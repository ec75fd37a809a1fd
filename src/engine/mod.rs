pub mod clock;
pub mod dispatch;
pub mod eligibility;
pub mod notify;
pub mod policy;
pub mod proximity;
pub mod ranking;
pub mod snapshot;
pub mod writer;
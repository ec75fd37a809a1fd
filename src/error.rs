use axum::Json;
use axum::http::StatusCode;
use axum::response::{IntoResponse, Response};
use serde_json::json;
use chrono::{DateTime, Utc};
use thiserror::Error;
use uuid::Uuid;

#[derive(Debug, Error)]
pub enum StoreError {
    #[error("{entity} {id} not found")]
    NotFound { entity: &'static str, id: Uuid },

    #[error("foreign key violation: {entity} {id} does not exist")]
    ForeignKey { entity: &'static str, id: Uuid },

    #[error("request {0} already has an active assignment")]
    DuplicateActiveAssignment(Uuid),

    #[error("request {id} is {status}, expected submitted")]
    StaleRequest { id: Uuid, status: &'static str },

    #[error("officer {0} is no longer available on the pickup day")]
    OfficerUnavailable(Uuid),

    #[error("store unavailable: {0}")]
    Unavailable(String),
}

#[derive(Debug, Error)]
pub enum DispatchError {
    #[error("request {0} not found")]
    RequestNotFound(Uuid),

    #[error("no pickup date can be scheduled after {0}")]
    ScheduleOutOfRange(DateTime<Utc>),

    #[error(transparent)]
    Store(#[from] StoreError),
}

#[derive(Debug, Error)]
pub enum AppError {
    #[error("not found: {0}")]
    NotFound(String),

    #[error("bad request: {0}")]
    BadRequest(String),

    #[error("conflict: {0}")]
    Conflict(String),

    #[error("storage error: {0}")]
    Storage(StoreError),

    #[error("internal error: {0}")]
    Internal(String),
}

impl From<DispatchError> for AppError {
    fn from(err: DispatchError) -> Self {
        match err {
            DispatchError::RequestNotFound(id) => {
                AppError::NotFound(format!("request {id} not found"))
            }
            DispatchError::ScheduleOutOfRange(now) => {
                AppError::Internal(format!("no pickup date can be scheduled after {now}"))
            }
            DispatchError::Store(
                err @ (StoreError::DuplicateActiveAssignment(_)
                | StoreError::StaleRequest { .. }
                | StoreError::OfficerUnavailable(_)),
            ) => AppError::Conflict(err.to_string()),
            DispatchError::Store(err) => AppError::Storage(err),
        }
    }
}

impl IntoResponse for AppError {
    fn into_response(self) -> Response {
        let (status, message) = match &self {
            AppError::NotFound(msg) => (StatusCode::NOT_FOUND, msg.clone()),
            AppError::BadRequest(msg) => (StatusCode::BAD_REQUEST, msg.clone()),
            AppError::Conflict(msg) => (StatusCode::CONFLICT, msg.clone()),
            AppError::Storage(err) => (StatusCode::SERVICE_UNAVAILABLE, err.to_string()),
            AppError::Internal(msg) => (StatusCode::INTERNAL_SERVER_ERROR, msg.clone()),
        };

        let body = Json(json!({
            "error": message
        }));

        (status, body).into_response()
    }
}
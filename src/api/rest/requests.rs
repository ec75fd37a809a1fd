use std::sync::Arc;

use axum::Json;
use axum::Router;
use axum::extract::{Path, State};
use axum::routing::{get, post};
use chrono::Utc;
use serde::{Deserialize, Serialize};
use uuid::Uuid;

use crate::engine::dispatch::{AssignmentResult, DispatchOutcome};
use crate::error::AppError;
use crate::geo::GeoPoint;
use crate::models::assignment::Assignment;
use crate::models::history::StatusHistoryEntry;
use crate::models::notification::Notification;
use crate::models::request::{PickupRequest, RequestStatus};
use crate::state::AppState;

pub fn router() -> Router<Arc<AppState>> {
    Router::new()
        .route("/requests", post(create_request))
        .route("/requests/:id", get(get_request))
        .route("/requests/:id/dispatch", post(redispatch_request))
        .route("/requests/:id/history", get(request_history))
        .route("/assignments", get(list_assignments))
        .route("/notifications", get(list_notifications))
}

#[derive(Deserialize)]
pub struct CreatePickupRequest {
    pub requester_id: Option<Uuid>,
    pub location: Option<GeoPoint>,
    pub address: String,
}

#[derive(Serialize)]
pub struct DispatchResponse {
    pub request: PickupRequest,
    pub dispatch: AssignmentResult,
}

async fn create_request(
    State(state): State<Arc<AppState>>,
    Json(payload): Json<CreatePickupRequest>,
) -> Result<Json<DispatchResponse>, AppError> {
    if payload.address.trim().is_empty() {
        return Err(AppError::BadRequest("address cannot be empty".to_string()));
    }

    if let Some(location) = &payload.location {
        if !location.is_valid() {
            return Err(AppError::BadRequest("location is out of range".to_string()));
        }
    }

    let request = PickupRequest {
        id: Uuid::new_v4(),
        requester_id: payload.requester_id,
        location: payload.location,
        address: payload.address,
        status: RequestStatus::Submitted,
        assigned_officer: None,
        created_at: Utc::now(),
    };

    let request_id = request.id;
    state.store.requests.insert(request_id, request);
    run_dispatch(&state, request_id)
}

async fn redispatch_request(
    State(state): State<Arc<AppState>>,
    Path(id): Path<Uuid>,
) -> Result<Json<DispatchResponse>, AppError> {
    run_dispatch(&state, id)
}

fn run_dispatch(state: &AppState, request_id: Uuid) -> Result<Json<DispatchResponse>, AppError> {
    let outcome = state.dispatcher.dispatch(request_id)?;

    if let DispatchOutcome::Assigned(assignment) = &outcome {
        let _ = state.assignment_events_tx.send(assignment.clone());
    }

    let request = state
        .store
        .requests
        .get(&request_id)
        .map(|entry| entry.value().clone())
        .ok_or_else(|| AppError::NotFound(format!("request {} not found", request_id)))?;

    Ok(Json(DispatchResponse {
        request,
        dispatch: AssignmentResult::from(&outcome),
    }))
}

async fn get_request(
    State(state): State<Arc<AppState>>,
    Path(id): Path<Uuid>,
) -> Result<Json<PickupRequest>, AppError> {
    let request = state
        .store
        .requests
        .get(&id)
        .ok_or_else(|| AppError::NotFound(format!("request {} not found", id)))?;

    Ok(Json(request.value().clone()))
}

async fn request_history(
    State(state): State<Arc<AppState>>,
    Path(id): Path<Uuid>,
) -> Result<Json<Vec<StatusHistoryEntry>>, AppError> {
    if !state.store.requests.contains_key(&id) {
        return Err(AppError::NotFound(format!("request {} not found", id)));
    }

    Ok(Json(state.store.history_for(&id)))
}

async fn list_assignments(State(state): State<Arc<AppState>>) -> Json<Vec<Assignment>> {
    let assignments = state
        .store
        .assignments
        .iter()
        .map(|entry| entry.value().clone())
        .collect();

    Json(assignments)
}

async fn list_notifications(State(state): State<Arc<AppState>>) -> Json<Vec<Notification>> {
    let mut notifications: Vec<Notification> = state
        .notifications
        .iter()
        .map(|entry| entry.value().clone())
        .collect();
    notifications.sort_by_key(|notification| notification.created_at);

    Json(notifications)
}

**What to produce:** Take each line above that holds the string "async" and copy it.

**Response:**
async fn create_request(
async fn redispatch_request(
async fn get_request(
async fn request_history(
async fn list_assignments(State(state): State<Arc<AppState>>) -> Json<Vec<Assignment>> {
async fn list_notifications(State(state): State<Arc<AppState>>) -> Json<Vec<Notification>> {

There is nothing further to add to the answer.